×

Vector bundles associated to Lie algebras. (English) Zbl 1370.14018

Let \(\mathfrak{g}\) be a restricted Lie algebra. Let \(\mathbb{E}(r, \mathfrak{g})\) denote the projective variety of all elementary subalgebras of \(\mathfrak{g}\). For any representation of \(\mathfrak{g}\) and any \(G\)-stable locally closed subset \(X\) in \(\mathbb{E}(r, \mathfrak{g})\), in this paper the authors describe two different but equivalent constructions of \(G\)-equivariant coherent sheaves \(\mathcal{K}er^{j,X}(M)\) and \(\mathcal{I}m^{j,X}(M)\) on \(X\), which are called kernel and image sheaves correspondingly.
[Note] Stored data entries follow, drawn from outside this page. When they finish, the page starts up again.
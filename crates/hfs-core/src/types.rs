//! Core data types for the historical feature store
//!
//! These types are shared by the writer and by every engine implementation.
//! They are kept small and free of engine specifics.

use serde::{Deserialize, Serialize};
use std::fmt;
use std::str::FromStr;

use crate::{Error, Result};

/// Event-time column every feature set dataframe carries
pub const TIMESTAMP_COLUMN: &str = "timestamp";

/// Partition column holding the calendar year of the event time
pub const PARTITION_YEAR: &str = "year";

/// Partition column holding the calendar month of the event time
pub const PARTITION_MONTH: &str = "month";

/// Partition column holding the day of month of the event time
pub const PARTITION_DAY: &str = "day";

/// Engine configuration key that controls partition overwrite behaviour
pub const PARTITION_OVERWRITE_MODE_KEY: &str = "spark.sql.sources.partitionOverwriteMode";

/// A named collection of features computed for one entity
///
/// The writer only reads the two identifying fields. Everything else about a
/// feature set (its features, keys, transformations) is owned upstream.
///
/// # Examples
///
/// ```
/// use hfs_core::FeatureSet;
///
/// let fs = FeatureSet::new("user_features", "user");
/// assert_eq!(fs.storage_key(), "historical/user/user_features");
/// ```
#[derive(Debug, Clone, PartialEq, Eq, Hash, Serialize, Deserialize)]
pub struct FeatureSet {
    /// Logical table name
    pub name: String,

    /// Entity the features describe, used as a storage path segment
    pub entity: String,
}

impl FeatureSet {
    /// Creates a new feature set identity
    pub fn new(name: impl Into<String>, entity: impl Into<String>) -> Self {
        Self {
            name: name.into(),
            entity: entity.into(),
        }
    }

    /// Storage key under which the feature set's historical data lives
    ///
    /// Always `historical/{entity}/{name}`, independent of database or
    /// partitioning configuration.
    pub fn storage_key(&self) -> String {
        ["historical", self.entity.as_str(), self.name.as_str()].join("/")
    }
}

/// Calendar field extracted from a temporal column
#[derive(Debug, Clone, Copy, PartialEq, Eq, Hash, Serialize, Deserialize)]
pub enum DatePart {
    Year,
    Month,
    /// Day of month (1-31)
    Day,
}

impl fmt::Display for DatePart {
    fn fmt(&self, f: &mut fmt::Formatter<'_>) -> fmt::Result {
        match self {
            DatePart::Year => write!(f, "year"),
            DatePart::Month => write!(f, "month"),
            DatePart::Day => write!(f, "dayofmonth"),
        }
    }
}

/// Column expression an engine evaluates when adding a column
#[derive(Debug, Clone, PartialEq, Eq, Hash, Serialize, Deserialize)]
pub enum ColumnExpr {
    /// Integer calendar field of a timestamp or date column
    DatePart { part: DatePart, column: String },
}

impl ColumnExpr {
    pub fn year(column: &str) -> Self {
        Self::DatePart {
            part: DatePart::Year,
            column: column.to_string(),
        }
    }

    pub fn month(column: &str) -> Self {
        Self::DatePart {
            part: DatePart::Month,
            column: column.to_string(),
        }
    }

    pub fn day_of_month(column: &str) -> Self {
        Self::DatePart {
            part: DatePart::Day,
            column: column.to_string(),
        }
    }
}

impl fmt::Display for ColumnExpr {
    fn fmt(&self, f: &mut fmt::Formatter<'_>) -> fmt::Result {
        match self {
            ColumnExpr::DatePart { part, column } => write!(f, "{}({})", part, column),
        }
    }
}

/// How an engine treats existing partitions when overwriting a table
#[derive(Debug, Clone, Copy, PartialEq, Eq, Hash, Serialize, Deserialize)]
pub enum OverwriteMode {
    /// Only partitions present in the incoming data are replaced
    Dynamic,
    /// Every partition of the table is replaced
    Static,
}

impl FromStr for OverwriteMode {
    type Err = Error;

    fn from_str(s: &str) -> Result<Self> {
        match s.trim().to_lowercase().as_str() {
            "dynamic" => Ok(Self::Dynamic),
            "static" => Ok(Self::Static),
            _ => Err(Error::PartitionOverwriteMode(s.to_lowercase())),
        }
    }
}

impl fmt::Display for OverwriteMode {
    fn fmt(&self, f: &mut fmt::Formatter<'_>) -> fmt::Result {
        match self {
            OverwriteMode::Dynamic => write!(f, "dynamic"),
            OverwriteMode::Static => write!(f, "static"),
        }
    }
}

/// Whether writes target the real table or a temporary, non-authoritative view
#[derive(Debug, Clone, Copy, Default, PartialEq, Eq, Hash, Serialize, Deserialize)]
#[serde(rename_all = "snake_case")]
pub enum WriteMode {
    /// Writes land in object storage and the metastore table
    #[default]
    Production,
    /// "Dry run": writes land in a temporary view named after the feature set
    DryRun,
}

impl WriteMode {
    /// Maps the classic `debug_mode` flag onto a mode
    pub fn from_debug_flag(debug_mode: bool) -> Self {
        if debug_mode {
            Self::DryRun
        } else {
            Self::Production
        }
    }

    pub fn is_dry_run(&self) -> bool {
        matches!(self, Self::DryRun)
    }
}

/// Behaviour of a write when the target already holds data
#[derive(Debug, Clone, Copy, Default, PartialEq, Eq, Hash, Serialize, Deserialize)]
#[serde(rename_all = "snake_case")]
pub enum SaveMode {
    #[default]
    Overwrite,
    Append,
    ErrorIfExists,
    Ignore,
}

impl FromStr for SaveMode {
    type Err = Error;

    fn from_str(s: &str) -> Result<Self> {
        match s.trim().to_lowercase().as_str() {
            "overwrite" => Ok(Self::Overwrite),
            "append" => Ok(Self::Append),
            "error" | "errorifexists" | "error_if_exists" => Ok(Self::ErrorIfExists),
            "ignore" => Ok(Self::Ignore),
            other => Err(Error::config(format!("unknown save mode '{}'", other))),
        }
    }
}

impl fmt::Display for SaveMode {
    fn fmt(&self, f: &mut fmt::Formatter<'_>) -> fmt::Result {
        let s = match self {
            SaveMode::Overwrite => "overwrite",
            SaveMode::Append => "append",
            SaveMode::ErrorIfExists => "error",
            SaveMode::Ignore => "ignore",
        };
        write!(f, "{}", s)
    }
}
The projective variety \(\mathbb{E}(r, \mathfrak{g})\) can be embedded into the Grassmannian \(\mathrm{Gr}(r,\mathfrak{g})\) of \(r\)-planes in \(\mathfrak{g}\). The Stiefel variety of \(r\)-points in \(\mathfrak{g}\) is a \(\mathrm{GL}_r\)-torsor over \(\mathrm{Gr}(r, \mathfrak{g})\). The pull-back to \(\mathbb{E}(r,\mathfrak{g})\) is basically a commuting variety \(\mathcal{C}_r(\mathcal{N}_p(\mathfrak{g}) )^\circ\) of \(r\) elements of \(\mathfrak{g}\) with trivial \(p\)-restriciton. One approach of the construction is using the descent of coherent sheaves on \(\mathcal{C}_r(\mathcal{N}_p(\mathfrak{g}) )^{\circ}\) to \(\mathbb{E}(r,\mathfrak{g})\). Another approach is simply by straightforward patching technique.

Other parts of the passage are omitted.